When trying to fashion a gamma-shaped prior, I've found it more intuitive to start with the mode and standard deviation, instead of the mean and standard deviation as used in the book. The reason is that the gamma distribution is typically very skewed, and therefore the location of the mean is not very intuitive. Here I present how to compute the shape and rate parameters of the gamma distribution from a desired mode and standard deviation.

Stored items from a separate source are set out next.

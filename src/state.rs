use std::collections::BTreeSet;
use std::path::{Path, PathBuf};
use std::sync::Arc;
use std::time::Instant;

use anyhow::{Context, Result};
use chrono::NaiveDate;

use crate::config::DashboardConfig;
use crate::data::aggregate::{aggregate, aggregate_unfiltered};
use crate::data::cache::TableCache;
use crate::data::filter::{DateRange, Filter};
use crate::data::loader::{load_path, LoadError};
use crate::data::model::{AggregationResult, Table};

// ---------------------------------------------------------------------------
// Application state
// ---------------------------------------------------------------------------

/// Which categorical filter a selection change applies to.
#[derive(Debug, Clone, Copy, PartialEq, Eq)]
pub enum FilterColumn {
    Region,
    Category,
}

/// Current widget selections. Turned into a [`Filter`] on every refresh.
#[derive(Debug, Clone, Default)]
pub struct FilterSelection {
    /// `(from, to)` of the date pickers; `None` when the table has no dates.
    pub dates: Option<(NaiveDate, NaiveDate)>,
    pub regions: BTreeSet<String>,
    pub categories: BTreeSet<String>,
}

/// The full UI state, independent of rendering.
pub struct AppState {
    pub config: DashboardConfig,

    /// Owned cache for the fixed-path dataset.
    pub cache: TableCache,

    /// Loaded table (None until a file is loaded).
    pub table: Option<Arc<Table>>,

    /// Where `table` came from.
    pub source: Option<PathBuf>,

    /// Distinct values offered by the region / category widgets.
    pub all_regions: BTreeSet<String>,
    pub all_categories: BTreeSet<String>,

    /// Earliest / latest order date of the table.
    pub date_bounds: Option<(NaiveDate, NaiveDate)>,

    pub selection: FilterSelection,

    /// Aggregation for the current table and selection.
    pub result: AggregationResult,

    /// Aggregation of the whole table, computed once per load.
    pub overall: AggregationResult,

    /// Status / error message shown in the UI.
    pub status_message: Option<String>,
}

impl AppState {
    pub fn new(config: DashboardConfig) -> Self {
        Self {
            config,
            cache: TableCache::new(),
            table: None,
            source: None,
            all_regions: BTreeSet::new(),
            all_categories: BTreeSet::new(),
            date_bounds: None,
            selection: FilterSelection::default(),
            result: AggregationResult::default(),
            overall: AggregationResult::default(),
            status_message: None,
        }
    }

    /// Load the configured fixed-path dataset through the cache.
    pub fn load_fixed_path(&mut self) {
        let Some(path) = self.config.data_path.clone() else {
            return;
        };
        let outcome = self.cache.load(&path, self.config.load_options());
        self.finish_load(&path, outcome);
    }

    /// Drop the cached copy of the fixed-path dataset and read it again.
    pub fn reload_fixed_path(&mut self) {
        if let Some(path) = &self.config.data_path {
            self.cache.invalidate(path);
        }
        self.load_fixed_path();
    }

    /// Load a user-picked file. Uploads bypass the cache.
    pub fn load_upload(&mut self, path: &Path) {
        let outcome = load_path(path, self.config.load_options()).map(Arc::new);
        self.finish_load(path, outcome);
    }

    /// A failed load keeps whatever table was loaded before.
    fn finish_load(&mut self, path: &Path, outcome: Result<Arc<Table>, LoadError>) {
        match outcome {
            Ok(table) => {
                log::info!(
                    "Loaded {} rows from {} (order dates: {})",
                    table.len(),
                    path.display(),
                    table.has_order_date()
                );
                self.set_table(table, path.to_path_buf());
            }
            Err(e) => {
                log::error!("Failed to load {}: {e}", path.display());
                self.status_message = Some(format!("Error loading data: {e}"));
            }
        }
    }

    /// Ingest a newly loaded table, select everything and aggregate.
    pub fn set_table(&mut self, table: Arc<Table>, source: PathBuf) {
        self.all_regions = table.regions();
        self.all_categories = table.categories();
        self.date_bounds = table.date_bounds();
        self.selection = FilterSelection {
            dates: self.date_bounds,
            regions: self.all_regions.clone(),
            categories: self.all_categories.clone(),
        };
        self.overall = aggregate_unfiltered(&table, self.config.limits);
        self.table = Some(table);
        self.source = Some(source);
        self.status_message = None;
        self.refresh();
    }

    /// Build the filter for the current selection.
    ///
    /// A fully-selected list, or a date range spanning the whole table, is no
    /// constraint at all, so rows without a date still count.
    pub fn current_filter(&self) -> Filter {
        let narrowed = |selected: &BTreeSet<String>, all: &BTreeSet<String>| {
            (selected != all).then(|| selected.clone())
        };
        Filter {
            date_range: self
                .selection
                .dates
                .filter(|dates| Some(*dates) != self.date_bounds)
                .map(|(from, to)| DateRange::new(from, to)),
            regions: narrowed(&self.selection.regions, &self.all_regions),
            categories: narrowed(&self.selection.categories, &self.all_categories),
        }
    }

    /// Recompute the aggregation from the full table.
    pub fn refresh(&mut self) {
        let Some(table) = &self.table else {
            self.result = AggregationResult::default();
            return;
        };
        let filter = self.current_filter();
        let started = Instant::now();
        self.result = aggregate(table, &filter, self.config.limits);
        log::debug!(
            "aggregated {} of {} rows in {:?} (identity filter: {})",
            self.result.total_orders,
            table.len(),
            started.elapsed(),
            filter.is_identity()
        );
    }

    fn selected_mut(&mut self, column: FilterColumn) -> &mut BTreeSet<String> {
        match column {
            FilterColumn::Region => &mut self.selection.regions,
            FilterColumn::Category => &mut self.selection.categories,
        }
    }

    fn all_values(&self, column: FilterColumn) -> &BTreeSet<String> {
        match column {
            FilterColumn::Region => &self.all_regions,
            FilterColumn::Category => &self.all_categories,
        }
    }

    /// Toggle a single value in a column's selection.
    pub fn toggle_filter_value(&mut self, column: FilterColumn, value: &str) {
        let selected = self.selected_mut(column);
        if !selected.remove(value) {
            selected.insert(value.to_string());
        }
        self.refresh();
    }

    /// Select all values in a column.
    pub fn select_all(&mut self, column: FilterColumn) {
        let all = self.all_values(column).clone();
        *self.selected_mut(column) = all;
        self.refresh();
    }

    /// Deselect all values in a column.
    pub fn select_none(&mut self, column: FilterColumn) {
        self.selected_mut(column).clear();
        self.refresh();
    }

    /// Set the date pickers; no-op for tables without dates.
    pub fn set_date_range(&mut self, from: NaiveDate, to: NaiveDate) {
        if self.selection.dates.is_some() {
            self.selection.dates = Some((from, to));
            self.refresh();
        }
    }

    /// Back to "everything selected".
    pub fn reset_filters(&mut self) {
        if let (Some(table), Some(source)) = (self.table.clone(), self.source.clone()) {
            self.set_table(table, source);
        }
    }

    /// Write the current aggregation as pretty JSON.
    pub fn export_summary(&self, path: &Path) -> Result<()> {
        let json = serde_json::to_string_pretty(&self.result).context("serializing summary")?;
        std::fs::write(path, json).with_context(|| format!("writing {}", path.display()))?;
        log::info!("Exported summary to {}", path.display());
        Ok(())
    }
}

You can extract the mathematical formula for getting to shape and rate parameters from the R code I created:
# Specify desired mode and sd of gamma distribution:
mode = 10
sd = 20
# Here are the corresponding rate and shape parameter values:
ra = ( mode + sqrt( mode^2 + 4*sd^2 ) ) / ( 2 * sd^2 )
sh = 1 + mode * ra
# Graph it:
x = seq(0,mode+5*sd,len=1001)
plot( x , dgamma( x , shape=sh , rate=ra ) , type="l" ,
main=paste("dgamma, mode=",mode,", sd=",sd,sep="") ,
ylab=paste("dgamma( shape=",signif(sh,3)," , rate=",signif(ra,3)," )",
abline( v=mode , lty="dotted" )
The figure it creates looks like this (below). Notice that the mode is indeed as desired.
Hope that helps. Let me know.